From research funding to pharma company – with a brand-new concept for anti-depressant therapy

By
Henrik Larsen
Research Story

A new anti-depressant inspired by psychedelics is the backbone of the small Danish pharmaceutical company Lophora. The Lundbeck Foundation provided funding for the research, which is now about to be commercialised.

A team of researchers from the Department of Drug Design and Pharmacology at the University of Copenhagen is preparing to test an unprecedented type of anti-depressant on humans. The candidate in question is LPH-5, and the team, headed by Professor Jesper Langgaard Kristensen, based the design of the drug on their knowledge of the mechanisms of action of psychedelics.

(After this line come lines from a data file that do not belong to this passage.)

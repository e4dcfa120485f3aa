//! Euclidean nearest neighbours over row embeddings.
//!
//! Up to [`EXACT_LIMIT`] indexed rows the search is an exact scan; larger
//! inputs go through an HNSW graph and only the returned candidates are
//! re-measured in full precision.

use instant_distance::{Builder, HnswMap, Search};
use ndarray::{Array2, ArrayView1};
use rayon::iter::{IntoParallelIterator, ParallelIterator};

/// Largest number of indexed rows searched exhaustively.
pub(crate) const EXACT_LIMIT: usize = 4096;

const GRAPH_SEED: u64 = 42;
const MIN_EF_SEARCH: usize = 100;

pub(crate) fn euclidean(a: ArrayView1<f64>, b: ArrayView1<f64>) -> f64 {
    a.iter()
        .zip(b.iter())
        .map(|(x, y)| (x - y) * (x - y))
        .sum::<f64>()
        .sqrt()
}

#[derive(Clone, Debug)]
struct RowPoint {
    data: Vec<f32>,
}

impl instant_distance::Point for RowPoint {
    fn distance(&self, other: &Self) -> f32 {
        self.data
            .iter()
            .zip(other.data.iter())
            .map(|(x, y)| (x - y) * (x - y))
            .sum::<f32>()
            .sqrt()
    }
}

fn to_point(row: ArrayView1<f64>) -> RowPoint {
    RowPoint {
        data: row.iter().map(|&v| v as f32).collect(),
    }
}

fn by_distance(pairs: &mut [(usize, f64)]) {
    pairs.sort_by(|a, b| a.1.total_cmp(&b.1).then(a.0.cmp(&b.0)));
}

/// The `k` rows of `data` closest to `point`, nearest first. Ties keep the
/// lower row index first.
pub(crate) fn nearest(
    point: ArrayView1<f64>,
    data: &Array2<f64>,
    k: usize,
    exclude: Option<usize>,
) -> Vec<(usize, f64)> {
    let mut dists: Vec<(usize, f64)> = data
        .rows()
        .into_iter()
        .enumerate()
        .filter(|&(j, _)| Some(j) != exclude)
        .map(|(j, row)| (j, euclidean(point, row)))
        .collect();
    by_distance(&mut dists);
    dists.truncate(k);
    dists
}

/// Search structure over the rows of one matrix.
pub(crate) struct NeighborIndex<'a> {
    data: &'a Array2<f64>,
    graph: Option<HnswMap<RowPoint, usize>>,
}

impl<'a> NeighborIndex<'a> {
    /// Exact scan for small inputs, HNSW graph otherwise. `k` is the largest
    /// neighbour count that will be asked for.
    pub(crate) fn new(data: &'a Array2<f64>, k: usize) -> Self {
        if data.nrows() <= EXACT_LIMIT {
            NeighborIndex { data, graph: None }
        } else {
            Self::approximate(data, k)
        }
    }

    pub(crate) fn approximate(data: &'a Array2<f64>, k: usize) -> Self {
        let points: Vec<RowPoint> = data.rows().into_iter().map(to_point).collect();
        let values: Vec<usize> = (0..data.nrows()).collect();
        let graph = Builder::default()
            .ef_search((k + 1).max(MIN_EF_SEARCH))
            .seed(GRAPH_SEED)
            .build(points, values);
        NeighborIndex {
            data,
            graph: Some(graph),
        }
    }

    pub(crate) fn query(
        &self,
        point: ArrayView1<f64>,
        k: usize,
        exclude: Option<usize>,
    ) -> Vec<(usize, f64)> {
        let Some(graph) = &self.graph else {
            return nearest(point, self.data, k, exclude);
        };
        let target = to_point(point);
        let mut search = Search::default();
        let mut found: Vec<(usize, f64)> = graph
            .search(&target, &mut search)
            .map(|item| *item.value)
            .filter(|&j| Some(j) != exclude)
            .take(k + 1)
            .map(|j| (j, euclidean(point, self.data.row(j))))
            .collect();
        by_distance(&mut found);
        found.truncate(k);
        found
    }
}

/// Neighbours in `data` of every row of `queries`.
pub(crate) fn knn(queries: &Array2<f64>, data: &Array2<f64>, k: usize) -> Vec<Vec<(usize, f64)>> {
    let index = NeighborIndex::new(data, k);
    (0..queries.nrows())
        .into_par_iter()
        .map(|i| index.query(queries.row(i), k, None))
        .collect()
}

/// Neighbours of every row within the same matrix, excluding the row itself.
pub(crate) fn knn_self(data: &Array2<f64>, k: usize) -> Vec<Vec<(usize, f64)>> {
    let index = NeighborIndex::new(data, k + 1);
    (0..data.nrows())
        .into_par_iter()
        .map(|i| index.query(data.row(i), k, Some(i)))
        .collect()
}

If everything goes according to plan, the researchers will begin testing the drug on humans in late 2021. The team has applied for a patent in the drug class to which LPH-5 belongs and has founded a company, Lophora, to handle commercialisation of the discovery.

LPH-5 is a prime example of global interest in developing new drug therapies for depression with an eye to psychedelics such as LSD, mescaline and psilocybin. In Denmark, the latter is found in the wild in the relatively common liberty cap mushroom (Psilocybe semilanceata).

When it comes to treatment of depression, psychedelics, and not least psilocybin, are interesting for several reasons:

Firstly, psilocybin – also used by many non-depressed mushroom gatherers for recreational purposes – has shown beneficial effects in medical trials with depressed individuals.

Secondly, researchers in both the EU countries and the USA regard psychedelics – and solutions based on the mechanisms of action of these non-addictive drugs – as an opportunity to develop alternatives to conventional anti-depressants in the long term.

Professor Jesper Langgaard Kristensen explains that although the anti-depressants already on the market help many patients, there are also plenty who do not experience any significant benefit from the drugs:

‘Furthermore, anti-depressant drugs can have a range of side effects such as sexual dysfunction, obesity and a feeling of emotional flatness. So, all in all, we hope to bypass these side effects by allowing the biochemical mechanisms that cause psychedelics to work to take centre stage in novel anti-depressants. And that’s what we’re working towards.’

‘The psychedelic receptor’
The story of LPH-5 is also a narrative about the need to operate within the scope of the lengthy time scale for developing novel drug therapies. It includes both the researchers in the laboratories and the foundations that are devoted to funding the research and, therefore, help finance the studies.

Jesper Langgaard Kristensen, who has a background as a pharmacist, began working with psilocybin back in 2005. At that time, the task was to develop tracers for use in connection with the PET scans carried out at CIMBI (Centre for Integrated Molecular Brain Imaging).

The University of Copenhagen, the Technical University of Denmark and prominent universities in the UK, USA and Germany were involved in the research partnership, and the Lundbeck Foundation was one of the principal sponsors.

‘Professor Gitte Moos Knudsen, who’s currently head of the Neurobiology Research Unit (NRU) at Rigshospitalet, University of Copenhagen, was also one of the key CIMBI researchers. Among other things, she needed tracers that would cause the brain receptor affected by psilocybin – in reality, the ‘button’ that triggers a psychedelic effect when people take the drug – to show up on a PET scan. This is the same ‘button’ that comes into play in LSD use, and I was part of the team that developed this tracer,’ says Professor Kristensen.

And the more time he spent studying this button – the psychedelic receptor found in all mammals – the more he realised that it could be key to treating depression: We could develop a drug that heads straight for this receptor and triggers a feeling and an experience that neutralise depressive emotions.

‘This was how our work with LPH-5 began,’ says Professor Kristensen. ‘And we succeeded in developing a drug that primarily affects the button we want to hit. By contrast, psilocybin – in addition to hitting this button – is also biochemically programmed to seek out a range of other receptors to about the same degree, for instance in the heart muscle. So, in this context, psilocybin is more difficult to control, nor can it be patented because, chemically, it is well known and well described.’

In the course of his development activities, Jesper Langgaard Kristensen had the help of two other researchers at the Department of Drug Design and Pharmacology: Emil Marcher-Rørsted, a Lundbeck Foundation PhD fellow, and Associate Professor Anders A. Jensen. Today, together with Bo Tandrup, who specialises in developing biotech businesses, these three own Lophora and, thus, the rights to LPH-5.

The drug has been tested in cell trials and animal models with mice and rats. The aim of the animal trials was to prove that the drug has a positive effect on depression. Professor Kristensen explains that depression is induced in the animals when they move through mazes that stress them:

‘Both the cell trials and the animal trials were so successful that we expect to launch the first clinical trials – in humans – in late 2021. Before we begin, we need to perform a range of new toxicity trials in animals – to double check that LPH-5 has no undesired side effects. And once that’s done, we can start applying for permission for the first clinical trials.’

LPH-5 has generated a great deal of interest in biotech circles, and Lophora has recently received a grant of DKK 10 million from the BioInnovation Institute.